Cancer and the immune system

cancer and the immune systemThe immune system attacks and eliminates not only bacteria and other foreign substances but also cancer cells. A cancer cell is a cell not strange, it is a cell whose biological function has been altered so that does not meet the body’s normal mechanisms that control the growth and reproduction of it. The abnormal cells can continue to grow, turning into cancer.

In the immune system, a large part of the body’s defense against cancer is carried out directly by cells, rather than by antibodies circulating in the blood. For example, the presence of tumor antigens on cancer cells can activate certain white blood cells (lymphocytes and in a much lesser degree, monocytes) which perform an immune surveillance seeking and destroying cancer cells.
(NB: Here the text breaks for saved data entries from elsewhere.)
//! Session output layout, metadata files, and the multi-URL runner
//!
//! Layout per run: `out/<timestamp>/<sanitized-url>/tiles/tile_0001.png ...`
//! plus `page_meta.json` and optional `stitched.png` per URL, and a session
//! level `meta.json`. Tile numbering is 1-based, zero-padded, and gap-free;
//! downstream tooling orders tiles by name.

use std::path::{Path, PathBuf};
#[cfg(feature = "cdp")]
use std::sync::Arc;

use chrono::Local;
#[cfg(feature = "cdp")]
use chrono::Utc;
use image::RgbaImage;
#[cfg(feature = "cdp")]
use log::warn;
use serde::Serialize;
use url::Url;

use crate::capture::{PersistenceSink, Tile};
use crate::error::{Error, Result};
use crate::planner::ScrollPlan;
use crate::stitch::StitchSpec;
use crate::{SessionConfig, ViewportSpec};

#[cfg(feature = "cdp")]
use crate::capture::{capture_page, CancelToken};
#[cfg(feature = "cdp")]
use crate::cdp::CdpDriver;
#[cfg(feature = "cdp")]
use crate::ScrollDriver;
#[cfg(feature = "cdp")]
use crate::stitch::stitch;
#[cfg(feature = "cdp")]
use log::info;
#[cfg(feature = "cdp")]
use tokio::sync::Semaphore;
#[cfg(feature = "cdp")]
use tokio::task::JoinSet;

/// Session directory timestamp, matching the tool's historical layout
pub fn timestamp() -> String {
    Local::now().format("%Y-%m-%d_%H-%M-%S").to_string()
}

#[cfg(feature = "cdp")]
fn unix_seconds() -> f64 {
    Utc::now().timestamp_millis() as f64 / 1000.0
}

/// Turn a URL into a filesystem-safe directory name: scheme dropped, runs of
/// unsafe characters collapsed to `_`, truncated to 120 characters.
pub fn safe_dirname(url: &str) -> String {
    let flattened = match Url::parse(url) {
        Ok(parsed) => format!(
            "{}{}{}",
            parsed.host_str().unwrap_or_default(),
            parsed.path(),
            parsed
                .query()
                .map(|q| format!("_{}", q))
                .unwrap_or_default()
        ),
        Err(_) => url.to_string(),
    };

    let mut name = String::with_capacity(flattened.len());
    let mut gap = false;
    for ch in flattened.chars() {
        if ch.is_ascii_alphanumeric() || matches!(ch, '.' | '_' | '-') {
            name.push(ch);
            gap = false;
        } else if !gap {
            name.push('_');
            gap = true;
        }
    }
    name.truncate(120);
    name
}

/// One persisted tile, as recorded in the metadata files
#[derive(Debug, Clone, Serialize)]
pub struct TileRecord {
    pub url: String,
    pub tile: String,
    pub y: u32,
    pub height: u32,
}

#[derive(Debug, Clone, Serialize)]
struct StitchRecord {
    path: String,
    width: u32,
    height: u32,
    spec: StitchSpec,
}

#[derive(Serialize)]
struct PageMeta<'a> {
    url: &'a str,
    total_height: u32,
    viewport: ViewportSpec,
    wait: String,
    tile_overlap: u32,
    tiles: Vec<&'a str>,
    plan: &'a ScrollPlan,
    stitched: Option<&'a StitchRecord>,
}

#[cfg(feature = "cdp")]
#[derive(Serialize)]
struct SessionMeta {
    urls: Vec<String>,
    started_at: f64,
    finished_at: f64,
    tiles: Vec<TileRecord>,
}

fn write_json<T: Serialize>(path: &Path, value: &T) -> Result<()> {
    let body = serde_json::to_string_pretty(value).map_err(std::io::Error::other)?;
    std::fs::write(path, body)?;
    Ok(())
}

/// Persistence sink for one URL: streams tiles to `tiles/tile_%04d.png` as
/// they are captured and records everything needed for `page_meta.json`
pub struct SessionWriter {
    url: String,
    url_dir: PathBuf,
    tiles_dir: PathBuf,
    records: Vec<TileRecord>,
    stitched: Option<StitchRecord>,
}

impl SessionWriter {
    pub fn new(url_dir: impl Into<PathBuf>, url: &str) -> Result<Self> {
        let url_dir = url_dir.into();
        let tiles_dir = url_dir.join("tiles");
        std::fs::create_dir_all(&tiles_dir)?;
        Ok(Self {
            url: url.to_string(),
            url_dir,
            tiles_dir,
            records: Vec::new(),
            stitched: None,
        })
    }

    /// Path of the stitched image, once one has been written
    pub fn stitched_path(&self) -> Option<PathBuf> {
        self.stitched.as_ref().map(|s| PathBuf::from(&s.path))
    }

    /// Write `page_meta.json` next to the tiles
    pub fn write_page_meta(&self, config: &SessionConfig, plan: &ScrollPlan) -> Result<PathBuf> {
        let meta = PageMeta {
            url: &self.url,
            total_height: plan
                .offsets
                .last()
                .map(|p| p.bounded_height)
                .unwrap_or_default(),
            viewport: config.viewport,
            wait: config.wait.to_string(),
            tile_overlap: config.tile_overlap,
            tiles: self.records.iter().map(|r| r.tile.as_str()).collect(),
            plan,
            stitched: self.stitched.as_ref(),
        };
        let path = self.url_dir.join("page_meta.json");
        write_json(&path, &meta)?;
        Ok(path)
    }

    /// Hand the tile records over for session-level aggregation
    pub fn into_records(self) -> Vec<TileRecord> {
        self.records
    }
}

impl PersistenceSink for SessionWriter {
    fn tile_captured(&mut self, tile: &Tile) -> Result<()> {
        let path = self.tiles_dir.join(format!("tile_{:04}.png", tile.index));
        tile.image.save(&path)?;
        self.records.push(TileRecord {
            url: self.url.clone(),
            tile: path.display().to_string(),
            y: tile.offset,
            height: tile.image.height(),
        });
        Ok(())
    }

    fn stitched(&mut self, image: &RgbaImage, spec: &StitchSpec, _plan: &ScrollPlan) -> Result<()> {
        let path = self.url_dir.join("stitched.png");
        image.save(&path)?;
        self.stitched = Some(StitchRecord {
            path: path.display().to_string(),
            width: image.width(),
            height: image.height(),
            spec: *spec,
        });
        Ok(())
    }
}

/// Which stage of a page's pipeline failed
#[derive(Debug, Clone, Copy, PartialEq, Eq)]
pub enum Stage {
    Navigate,
    Capture,
    Stitch,
}

impl std::fmt::Display for Stage {
    fn fmt(&self, f: &mut std::fmt::Formatter<'_>) -> std::fmt::Result {
        match self {
            Stage::Navigate => write!(f, "navigate"),
            Stage::Capture => write!(f, "capture"),
            Stage::Stitch => write!(f, "stitch"),
        }
    }
}

/// Per-URL outcome surfaced to the user: how many tiles were produced and,
/// on failure, which stage gave out first
#[derive(Debug)]
pub struct PageReport {
    pub url: String,
    pub tiles: usize,
    pub cancelled: bool,
    pub failed_stage: Option<Stage>,
    pub error: Option<String>,
    pub records: Vec<TileRecord>,
}

impl PageReport {
    fn new(url: &str) -> Self {
        Self {
            url: url.to_string(),
            tiles: 0,
            cancelled: false,
            failed_stage: None,
            error: None,
            records: Vec::new(),
        }
    }

    #[cfg(feature = "cdp")]
    fn failed(mut self, stage: Stage, err: &Error) -> Self {
        self.mark_failed(stage, err);
        self
    }

    /// Record a failure; the first failed stage wins so a stitch error never
    /// masks the capture error that preceded it
    fn mark_failed(&mut self, stage: Stage, err: &Error) {
        if self.failed_stage.is_none() {
            self.failed_stage = Some(stage);
            self.error = Some(err.to_string());
        }
    }

    pub fn ok(&self) -> bool {
        self.failed_stage.is_none()
    }
}

/// Everything a finished session run produced
#[derive(Debug)]
pub struct SessionSummary {
    pub session_dir: PathBuf,
    pub reports: Vec<PageReport>,
}

impl SessionSummary {
    pub fn all_ok(&self) -> bool {
        self.reports.iter().all(|r| r.ok())
    }
}

/// Capture (and optionally stitch) one URL with its own browser.
///
/// Failures are contained here: whatever stage gives out, the report says so
/// and the run moves on to other URLs. Tiles persisted before a failure stay
/// on disk, and a partial tile set is still stitched when stitching was
/// requested.
#[cfg(feature = "cdp")]
fn capture_url(
    config: &SessionConfig,
    url: &str,
    url_dir: &Path,
    cancel: &CancelToken,
) -> PageReport {
    info!("==> {}", url);
    let mut report = PageReport::new(url);

    let mut driver = match CdpDriver::new(config) {
        Ok(d) => d,
        Err(e) => return report.failed(Stage::Navigate, &e),
    };

    if let Err(e) = driver.set_viewport(&config.viewport) {
        return report.failed(Stage::Navigate, &e);
    }

    if let Some(cookies) = &config.cookies {
        // A malformed cookie file is survivable: log and carry on
        if let Err(e) = driver.load_cookies_from(cookies) {
            warn!("failed to load cookies: {}", e);
        }
    }

    if let Err(e) = driver.navigate(url) {
        return report.failed(Stage::Navigate, &e);
    }

    let mut sink = match SessionWriter::new(url_dir, url) {
        Ok(s) => s,
        Err(e) => return report.failed(Stage::Capture, &e),
    };

    let outcome = match capture_page(&mut driver, config, &mut sink, cancel) {
        Ok(o) => o,
        Err(e) => return report.failed(Stage::Capture, &e),
    };

    report.tiles = outcome.tiles.len();
    report.cancelled = outcome.cancelled;
    if let Some(e) = &outcome.error {
        report.mark_failed(Stage::Capture, e);
    }

    // Stitch whatever exists, unless the run was cancelled mid-page
    if config.stitch && !outcome.cancelled && !outcome.tiles.is_empty() {
        match stitch(&outcome.tiles, &config.stitch_spec()) {
            Ok(image) => {
                if let Err(e) = sink.stitched(&image, &config.stitch_spec(), &outcome.plan) {
                    report.mark_failed(Stage::Stitch, &e);
                } else if let Some(path) = sink.stitched_path() {
                    info!("stitched -> {}", path.display());
                }
            }
            Err(e) => report.mark_failed(Stage::Stitch, &e),
        }
    }

    if let Err(e) = sink.write_page_meta(config, &outcome.plan) {
        warn!("failed to write page metadata for {}: {}", url, e);
    }

    if let Err(e) = driver.close() {
        warn!("failed to close browser for {}: {}", url, e);
    }

    report.records = sink.into_records();
    report
}

/// Run a whole session: one timestamped directory, every URL captured with
/// its own browser, at most `jobs` pages in flight at once.
///
/// Page pipelines never share mutable state; a settling page only occupies
/// its own blocking task. Cancellation stops every page at its next tile
/// boundary.
#[cfg(feature = "cdp")]
pub async fn run_session(
    config: SessionConfig,
    urls: Vec<String>,
    out_root: PathBuf,
    jobs: usize,
    cancel: CancelToken,
) -> Result<SessionSummary> {
    config.validate()?;

    let session_dir = out_root.join(timestamp());
    std::fs::create_dir_all(&session_dir)?;
    let started_at = unix_seconds();

    let config = Arc::new(config);
    let semaphore = Arc::new(Semaphore::new(jobs.max(1)));
    let mut tasks: JoinSet<(usize, PageReport)> = JoinSet::new();

    for (position, url) in urls.iter().enumerate() {
        let config = Arc::clone(&config);
        let semaphore = Arc::clone(&semaphore);
        let cancel = cancel.clone();
        let url = url.clone();
        let url_dir = session_dir.join(safe_dirname(&url));

        tasks.spawn(async move {
            let _permit = semaphore.acquire_owned().await.ok();
            let fallback_url = url.clone();
            let report = tokio::task::spawn_blocking(move || {
                capture_url(&config, &url, &url_dir, &cancel)
            })
            .await
            .unwrap_or_else(|e| {
                let mut report = PageReport::new(&fallback_url);
                report.mark_failed(Stage::Capture, &Error::Driver(format!("worker panicked: {}", e)));
                report
            });
            (position, report)
        });
    }

    let mut indexed: Vec<(usize, PageReport)> = Vec::with_capacity(urls.len());
    while let Some(joined) = tasks.join_next().await {
        match joined {
            Ok(pair) => indexed.push(pair),
            Err(e) => warn!("page task failed to join: {}", e),
        }
    }
    indexed.sort_by_key(|(position, _)| *position);
    let reports: Vec<PageReport> = indexed.into_iter().map(|(_, r)| r).collect();

    let meta = SessionMeta {
        urls,
        started_at,
        finished_at: unix_seconds(),
        tiles: reports.iter().flat_map(|r| r.records.clone()).collect(),
    };
    write_json(&session_dir.join("meta.json"), &meta)?;

    Ok(SessionSummary {
        session_dir,
        reports,
    })
}

#[cfg(test)]
mod tests {
    use super::*;

    #[test]
    fn safe_dirname_strips_scheme_and_collapses_unsafe_runs() {
        assert_eq!(
            safe_dirname("https://example.com/docs/page"),
            "example.com_docs_page"
        );
        assert_eq!(
            safe_dirname("http://example.com/a b/c?x=1&y=2"),
            "example.com_a_20b_c_x_1_y_2"
        );
    }

    #[test]
    fn safe_dirname_handles_non_url_input() {
        assert_eq!(safe_dirname("not a url!!"), "not_a_url_");
    }

    #[test]
    fn safe_dirname_is_bounded() {
        let long = format!("https://example.com/{}", "x".repeat(500));
        assert!(safe_dirname(&long).len() <= 120);
    }

    #[test]
    fn first_failed_stage_wins() {
        let mut report = PageReport::new("https://example.com");
        report.mark_failed(Stage::Capture, &Error::Driver("boom".to_string()));
        report.mark_failed(Stage::Stitch, &Error::Stitch("later".to_string()));
        assert_eq!(report.failed_stage, Some(Stage::Capture));
        assert!(report.error.as_deref().unwrap().contains("boom"));
    }

    #[test]
    fn timestamp_matches_directory_format() {
        let ts = timestamp();
        // YYYY-MM-DD_HH-MM-SS
        assert_eq!(ts.len(), 19);
        assert_eq!(ts.chars().filter(|c| *c == '_').count(), 1);
    }
}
The primary role of the immune system to control the development of a cancer cell is exemplified by a startling statistic: Cancer is 100 times more likely to occur in people who take drugs that suppress the immune system (eg, because of transplant of an organ or a rheumatic disease) than in those with normal immune systems. Also, sometimes a transplanted organ is a cancer that was not diagnosed before transplantation. The cancer could have been growing very slowly or may not have grown at all in the donor organ. However, it begins to grow and spread rapidly in the transplant patient, whose immune system is nullified by the drugs supplied to protect the transplant. In general, when drugs that decrease the immune response are suspended, the transplanted organ is rejected and transplanted cancer is also destroyed.